Exercise:
Where a line contains the word "crates", copy that line from the records below.

Extracted information:
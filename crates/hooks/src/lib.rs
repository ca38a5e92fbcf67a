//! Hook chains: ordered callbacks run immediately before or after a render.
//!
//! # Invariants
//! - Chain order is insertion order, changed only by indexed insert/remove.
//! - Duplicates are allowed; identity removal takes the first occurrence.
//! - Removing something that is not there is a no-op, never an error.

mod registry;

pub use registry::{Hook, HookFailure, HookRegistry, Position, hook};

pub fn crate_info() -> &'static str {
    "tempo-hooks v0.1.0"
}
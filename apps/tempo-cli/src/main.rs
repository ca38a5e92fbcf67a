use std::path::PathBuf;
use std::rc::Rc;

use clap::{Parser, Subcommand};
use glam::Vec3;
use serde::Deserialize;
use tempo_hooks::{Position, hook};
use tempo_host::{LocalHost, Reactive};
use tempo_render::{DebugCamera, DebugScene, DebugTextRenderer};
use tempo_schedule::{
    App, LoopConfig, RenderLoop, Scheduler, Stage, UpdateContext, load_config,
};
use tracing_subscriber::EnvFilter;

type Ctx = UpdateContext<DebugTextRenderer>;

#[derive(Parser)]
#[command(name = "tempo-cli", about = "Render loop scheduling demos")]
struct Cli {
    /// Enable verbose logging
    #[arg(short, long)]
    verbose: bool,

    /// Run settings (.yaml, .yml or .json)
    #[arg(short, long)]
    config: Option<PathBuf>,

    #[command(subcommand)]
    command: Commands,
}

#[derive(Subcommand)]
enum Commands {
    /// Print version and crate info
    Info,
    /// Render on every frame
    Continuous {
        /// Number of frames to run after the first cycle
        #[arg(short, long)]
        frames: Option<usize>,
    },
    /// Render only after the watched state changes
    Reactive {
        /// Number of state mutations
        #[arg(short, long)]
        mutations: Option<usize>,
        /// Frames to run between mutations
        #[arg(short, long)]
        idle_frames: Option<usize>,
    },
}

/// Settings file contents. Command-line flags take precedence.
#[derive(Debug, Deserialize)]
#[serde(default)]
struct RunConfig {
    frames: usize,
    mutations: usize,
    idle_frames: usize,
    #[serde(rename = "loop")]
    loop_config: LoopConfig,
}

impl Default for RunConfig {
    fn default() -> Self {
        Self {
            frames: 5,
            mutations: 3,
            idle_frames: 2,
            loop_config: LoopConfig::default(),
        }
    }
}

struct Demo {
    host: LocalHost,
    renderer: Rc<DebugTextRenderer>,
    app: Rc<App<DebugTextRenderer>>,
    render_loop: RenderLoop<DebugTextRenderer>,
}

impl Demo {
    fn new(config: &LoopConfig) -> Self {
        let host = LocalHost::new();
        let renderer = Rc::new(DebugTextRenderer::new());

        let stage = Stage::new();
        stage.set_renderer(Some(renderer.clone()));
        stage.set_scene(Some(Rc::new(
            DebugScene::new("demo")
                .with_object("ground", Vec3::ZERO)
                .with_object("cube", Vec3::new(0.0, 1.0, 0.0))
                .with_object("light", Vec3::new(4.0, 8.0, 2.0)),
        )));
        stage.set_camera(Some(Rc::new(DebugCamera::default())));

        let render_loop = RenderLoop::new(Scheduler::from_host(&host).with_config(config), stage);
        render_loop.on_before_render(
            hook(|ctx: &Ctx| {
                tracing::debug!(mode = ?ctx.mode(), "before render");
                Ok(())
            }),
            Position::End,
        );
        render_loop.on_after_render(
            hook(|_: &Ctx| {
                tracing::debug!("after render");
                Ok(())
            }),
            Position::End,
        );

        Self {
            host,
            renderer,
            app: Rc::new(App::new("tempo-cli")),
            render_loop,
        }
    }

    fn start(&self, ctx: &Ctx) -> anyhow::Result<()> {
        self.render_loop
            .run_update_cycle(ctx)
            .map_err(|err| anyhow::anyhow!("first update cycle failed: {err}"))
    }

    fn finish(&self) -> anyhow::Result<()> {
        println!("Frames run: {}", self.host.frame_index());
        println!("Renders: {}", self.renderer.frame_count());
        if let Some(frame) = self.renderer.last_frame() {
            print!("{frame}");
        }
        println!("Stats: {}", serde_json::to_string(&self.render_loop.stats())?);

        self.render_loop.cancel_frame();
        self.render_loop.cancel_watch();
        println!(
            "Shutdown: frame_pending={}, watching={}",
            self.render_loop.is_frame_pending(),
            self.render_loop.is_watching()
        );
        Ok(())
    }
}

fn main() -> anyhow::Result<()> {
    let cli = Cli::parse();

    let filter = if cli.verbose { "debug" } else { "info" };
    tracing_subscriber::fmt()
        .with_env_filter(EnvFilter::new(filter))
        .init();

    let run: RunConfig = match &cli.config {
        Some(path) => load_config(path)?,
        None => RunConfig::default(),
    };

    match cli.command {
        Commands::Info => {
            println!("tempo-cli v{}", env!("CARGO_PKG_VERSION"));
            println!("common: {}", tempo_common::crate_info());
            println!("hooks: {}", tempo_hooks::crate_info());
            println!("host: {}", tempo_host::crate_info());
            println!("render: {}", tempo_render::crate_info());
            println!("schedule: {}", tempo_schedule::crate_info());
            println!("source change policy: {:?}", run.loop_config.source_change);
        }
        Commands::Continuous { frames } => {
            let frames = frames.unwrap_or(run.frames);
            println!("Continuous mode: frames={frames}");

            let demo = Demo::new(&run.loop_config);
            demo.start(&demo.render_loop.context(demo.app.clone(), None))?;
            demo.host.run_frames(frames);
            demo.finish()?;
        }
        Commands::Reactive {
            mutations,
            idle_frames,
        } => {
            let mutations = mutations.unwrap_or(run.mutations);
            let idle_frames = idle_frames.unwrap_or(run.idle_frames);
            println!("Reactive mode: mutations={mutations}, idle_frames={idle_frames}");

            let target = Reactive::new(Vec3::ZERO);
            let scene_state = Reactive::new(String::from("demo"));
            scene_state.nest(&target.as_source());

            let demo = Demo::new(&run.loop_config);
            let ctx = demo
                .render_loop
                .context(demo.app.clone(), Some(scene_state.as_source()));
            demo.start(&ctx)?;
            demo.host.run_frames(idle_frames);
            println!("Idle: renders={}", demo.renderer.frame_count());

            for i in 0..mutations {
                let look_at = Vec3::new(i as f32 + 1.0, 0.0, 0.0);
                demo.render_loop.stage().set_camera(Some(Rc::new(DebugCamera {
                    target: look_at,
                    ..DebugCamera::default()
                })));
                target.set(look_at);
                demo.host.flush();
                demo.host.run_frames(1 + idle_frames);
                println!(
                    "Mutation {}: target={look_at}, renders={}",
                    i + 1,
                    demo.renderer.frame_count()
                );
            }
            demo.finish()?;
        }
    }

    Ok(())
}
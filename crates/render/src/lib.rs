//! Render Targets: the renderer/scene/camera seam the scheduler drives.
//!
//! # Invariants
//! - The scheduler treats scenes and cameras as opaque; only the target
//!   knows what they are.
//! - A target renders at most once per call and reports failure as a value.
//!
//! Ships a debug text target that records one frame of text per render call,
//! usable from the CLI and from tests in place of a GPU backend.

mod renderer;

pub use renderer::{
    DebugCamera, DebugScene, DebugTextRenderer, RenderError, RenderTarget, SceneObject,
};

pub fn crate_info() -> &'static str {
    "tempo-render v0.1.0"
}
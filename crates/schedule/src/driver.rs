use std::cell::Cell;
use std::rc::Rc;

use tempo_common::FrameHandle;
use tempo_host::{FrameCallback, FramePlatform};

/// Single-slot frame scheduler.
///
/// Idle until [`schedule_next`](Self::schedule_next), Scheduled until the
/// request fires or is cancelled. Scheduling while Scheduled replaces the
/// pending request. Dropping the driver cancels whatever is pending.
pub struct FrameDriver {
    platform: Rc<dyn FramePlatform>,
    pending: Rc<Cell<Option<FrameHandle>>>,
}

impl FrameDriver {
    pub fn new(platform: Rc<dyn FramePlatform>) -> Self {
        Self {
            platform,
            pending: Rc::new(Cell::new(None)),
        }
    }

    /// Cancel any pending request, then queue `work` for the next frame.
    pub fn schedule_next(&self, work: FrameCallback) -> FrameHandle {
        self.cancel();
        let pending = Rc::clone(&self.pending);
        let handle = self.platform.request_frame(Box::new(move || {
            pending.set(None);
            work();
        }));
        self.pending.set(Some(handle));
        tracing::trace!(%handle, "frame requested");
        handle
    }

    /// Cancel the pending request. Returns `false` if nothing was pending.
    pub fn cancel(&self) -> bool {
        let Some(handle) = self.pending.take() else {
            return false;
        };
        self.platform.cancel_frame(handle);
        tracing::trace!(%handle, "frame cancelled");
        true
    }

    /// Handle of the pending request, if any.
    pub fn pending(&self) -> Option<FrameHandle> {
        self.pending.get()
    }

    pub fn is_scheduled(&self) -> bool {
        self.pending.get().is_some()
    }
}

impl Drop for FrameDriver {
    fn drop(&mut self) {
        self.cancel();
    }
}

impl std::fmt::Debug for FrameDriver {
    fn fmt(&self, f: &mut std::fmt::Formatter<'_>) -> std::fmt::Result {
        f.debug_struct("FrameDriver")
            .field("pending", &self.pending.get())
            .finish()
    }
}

Output for this task:
filename crates/hooks/src/lib.rs
filename crates/render/src/lib.rs
filename crates/schedule/src/driver.rs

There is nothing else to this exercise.